What to produce: The lines from the first line of the entries through the line containing "const PREVIEW_CHARS: usize = 48;" are to be repeated exactly, with both of those lines included.

Saved entries
%%
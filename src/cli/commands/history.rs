use colored::Colorize;

use crate::cli::commands::key_helpers;
use crate::cli::output;
use crate::core::errors::Result;
use crate::core::models::decryption_record::{DecryptionRecord, RecordKind};

const PREVIEW_CHARS: usize = 48;

/// Execute the `csirt-pgp history` command.
///
/// Lists past decryptions, oldest first, optionally only the last N.
pub fn execute(last: Option<usize>) -> Result<()> {
    let config = key_helpers::load_config()?;
    let records = key_helpers::history_recorder(&config).records()?;

    if records.is_empty() {
        output::header("csirt-pgp history");
        output::warning("No decryptions recorded yet");
        return Ok(());
    }

    let skip = last.map_or(0, |n| records.len().saturating_sub(n));
    let display = &records[skip..];

    output::header(&format!("csirt-pgp history ({} entries)", display.len()));
    println!();
    for (offset, record) in display.iter().enumerate() {
        print_record(skip + offset + 1, record);
    }
    Ok(())
}

fn print_record(number: usize, record: &DecryptionRecord) {
    let kind = match record.kind {
        RecordKind::Text => "text".cyan(),
        RecordKind::File => "file".magenta(),
    };
    let source = record.filename.as_deref().unwrap_or("—");

    println!("  {:>4} {:<4} {}", number.to_string().dimmed(), kind, source);
    output::detail(&format!("in:  {}", output::preview(&record.input, PREVIEW_CHARS)));
    output::detail(&format!("out: {}", output::preview(&record.output, PREVIEW_CHARS)));
}
pub mod batch;
pub mod decrypt;
pub mod encrypt;
pub mod history;
pub mod init;
pub mod key_helpers;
%%
Task solution:
filename src/cli/commands/history.rs
use colored::Colorize;

use crate::cli::commands::key_helpers;
use crate::cli::output;
use crate::core::errors::Result;
use crate::core::models::decryption_record::{DecryptionRecord, RecordKind};

const PREVIEW_CHARS: usize = 48;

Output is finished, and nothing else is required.